= Guillaume Le Heurteur =

French composer

Guillaume le Heurteur, also known as Guillaume Heurteur and Guillaume Hurteur, was a French composer of the Renaissance about whom very little is known.

== Life and works==
Very little information is available on the life of Guillaume le Heurteur. He was a canon and preceptor of the choirboys of the Collegiate church Basilica of Saint Martin, Tours as evidenced by the title page of a collection of motets published in 1545 by the Parisian printer Pierre Attaingnant. His name is quoted by François Rabelais in the second prologue to the Le Quart Livre, published in 1552, alongside those of Josquin des Prés, Pierre de La Rue and Jean Mouton. He was the author of four masses, two Magnificats, twenty-two motets and twenty-six chasons which were published between 1530 and 1545 which were published in either Paris or Lyon.

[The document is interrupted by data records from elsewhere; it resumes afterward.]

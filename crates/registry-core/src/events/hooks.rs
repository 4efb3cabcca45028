//! Mutation hooks: event capture for tracked entities.
//!
//! Every create, update or delete of a tracked entity runs the hook inside
//! the transaction that performed the write. The hook appends one event to
//! the ledger with the same transaction, so the event commits or rolls back
//! together with the write, then offers the event to the relay.
//!
//! The relay offer happens before the enclosing transaction has committed.
//! A dispatch can therefore race the commit: a subscriber may be notified
//! slightly before the event row is visible to other readers, or for a
//! write that a later statement of the same transaction rolls back.

use rusqlite::Transaction;

use crate::error::RegistryResult;
use crate::events::{Event, EventRelay, EventType};
use crate::store::ledger;

/// An entity whose mutations are recorded in the event ledger.
pub trait TrackedEntity {
    /// Resource kind, used as the event's entity type and the table name.
    const ENTITY_TYPE: &'static str;

    /// Identifier of this instance.
    fn entity_id(&self) -> &str;

    /// Resource kind of this instance.
    fn entity_type(&self) -> &str {
        Self::ENTITY_TYPE
    }
}

/// Records ledger events and forwards them to the relay.
#[derive(Clone)]
pub struct MutationHook {
    relay: EventRelay,
}

impl MutationHook {
    pub fn new(relay: EventRelay) -> Self {
        Self { relay }
    }

    /// Record that `entity` was mutated.
    ///
    /// A failed insert is returned to the caller, which must abort the
    /// transaction so the mutation itself is rolled back.
    pub fn after_mutation<E: TrackedEntity>(
        &self,
        tx: &Transaction<'_>,
        event_type: EventType,
        entity: &E,
    ) -> RegistryResult<Event> {
        let event = Event::new(event_type, entity.entity_type(), entity.entity_id());
        ledger::insert_event(tx, &event)?;

        tracing::debug!(
            event_id = %event.id,
            event_type = %event.event_type,
            entity_type = %event.entity_type,
            entity_id = %event.entity_id,
            "Recorded event"
        );

        self.relay.offer(event.clone());
        Ok(event)
    }

    /// The relay this hook offers events to.
    pub fn relay(&self) -> &EventRelay {
        &self.relay
    }
}
//! Webhook dispatch for relayed events
//!
//! A single long-lived task consumes the relay. For each event it resolves the
//! matching subscriptions and spawns one independent delivery task per
//! subscription. Delivery is best effort:
//! - no retries, no dead-letter queue, no ordering across deliveries
//! - failures, timeouts and non-2xx responses are logged and discarded
//! - a slow subscriber never holds up the loop or other subscribers

use std::sync::Arc;
use std::time::Duration;

use reqwest::header::CONTENT_TYPE;
use reqwest::Client;
use serde::{Deserialize, Serialize};
use tokio::task::JoinHandle;

use crate::error::RegistryResult;
use crate::events::{Event, EventType, RelayReceiver};
use crate::types::Webhook;

/// User-Agent sent with every outbound notification.
pub const USER_AGENT: &str = "DevelopersItaliaAPI-Webhook/1.0";

/// Lookup of the subscriptions interested in an entity.
#[cfg_attr(test, mockall::automock)]
pub trait SubscriptionSource: Send + Sync {
    /// Subscriptions for `entity_type` that are either global or scoped to
    /// exactly `entity_id`.
    fn matching_subscriptions(
        &self,
        entity_type: &str,
        entity_id: &str,
    ) -> RegistryResult<Vec<Webhook>>;
}

/// Body of an outbound notification.
#[derive(Debug, Clone, PartialEq, Eq, Serialize, Deserialize)]
pub struct Notification {
    pub event: EventType,
    pub subject: String,
}

impl Notification {
    pub fn for_event(event: &Event) -> Self {
        Self {
            event: event.event_type,
            subject: event.subject(),
        }
    }
}

/// Turns relayed events into outbound webhook requests.
#[derive(Clone)]
pub struct WebhookDispatcher {
    client: Client,
    subscriptions: Arc<dyn SubscriptionSource>,
}

impl WebhookDispatcher {
    /// Create a dispatcher whose deliveries give up after `timeout`.
    pub fn new(subscriptions: Arc<dyn SubscriptionSource>, timeout: Duration) -> RegistryResult<Self> {
        let client = Client::builder()
            .timeout(timeout)
            .user_agent(USER_AGENT)
            .build()?;

        Ok(Self {
            client,
            subscriptions,
        })
    }

    /// Start the consumer loop on the tokio runtime.
    pub fn spawn(self, receiver: RelayReceiver) -> JoinHandle<()> {
        tokio::spawn(self.run(receiver))
    }

    /// Consume events until every relay producer is gone.
    pub async fn run(self, mut receiver: RelayReceiver) {
        tracing::info!("Webhook dispatcher started");

        while let Some(event) = receiver.recv().await {
            match self.dispatch(&event) {
                Ok(deliveries) => {
                    tracing::debug!(
                        event_id = %event.id,
                        subject = %event.subject(),
                        deliveries = deliveries.len(),
                        "Dispatched event"
                    );
                }
                Err(e) => {
                    tracing::error!(
                        event_id = %event.id,
                        subject = %event.subject(),
                        error = %e,
                        "Failed to dispatch webhooks"
                    );
                }
            }
        }

        tracing::info!("Event relay closed, webhook dispatcher stopped");
    }

    /// Spawn one delivery per matching subscription and return immediately.
    ///
    /// The returned handles only exist for callers that want to observe
    /// completion; dropping them leaves the deliveries running.
    pub fn dispatch(&self, event: &Event) -> RegistryResult<Vec<JoinHandle<()>>> {
        let webhooks = self
            .subscriptions
            .matching_subscriptions(&event.entity_type, &event.entity_id)?;

        if webhooks.is_empty() {
            return Ok(Vec::new());
        }

        let body = serde_json::to_vec(&Notification::for_event(event))?;

        let handles = webhooks
            .into_iter()
            .map(|webhook| {
                let client = self.client.clone();
                let body = body.clone();
                let event_id = event.id.clone();
                tokio::spawn(async move { deliver(client, webhook.url, body, event_id).await })
            })
            .collect();

        Ok(handles)
    }
}

/// POST a notification once. The outcome is only logged.
async fn deliver(client: Client, url: String, body: Vec<u8>, event_id: String) {
    let result = client
        .post(&url)
        .header(CONTENT_TYPE, "application/json")
        .body(body)
        .send()
        .await;

    match result {
        Ok(response) if response.status().is_success() => {
            tracing::debug!(event_id = %event_id, url = %url, status = response.status().as_u16(), "Webhook delivered");
        }
        Ok(response) => {
            tracing::debug!(
                event_id = %event_id,
                url = %url,
                status = response.status().as_u16(),
                "Webhook endpoint answered with non-success status"
            );
        }
        Err(e) => {
            tracing::warn!(event_id = %event_id, url = %url, error = %e, "Webhook delivery failed");
        }
    }
}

A surviving front page of a manuscript containing settings of the biblical poem Song of Songs mentions Heurteur on the title page as the author or motets contained within it, but the remainder of the manuscript has been lost.

==Partial list of works==
===Masses===
- Missa ‘Impetum’ (1532)
- Missa ‘Osculetur me’ (1532)
- Missa ‘Fors seulement’ (1534)
- Missa ‘Ung jour Robin’ (1534)
===Other sacred works===
- Magnificat primi toni (1534)
- Magnificat quarti toni (1534)

== Bibliography ==
- Ferrand, Françoise (2011). "Guide de la musique de la Renaissance"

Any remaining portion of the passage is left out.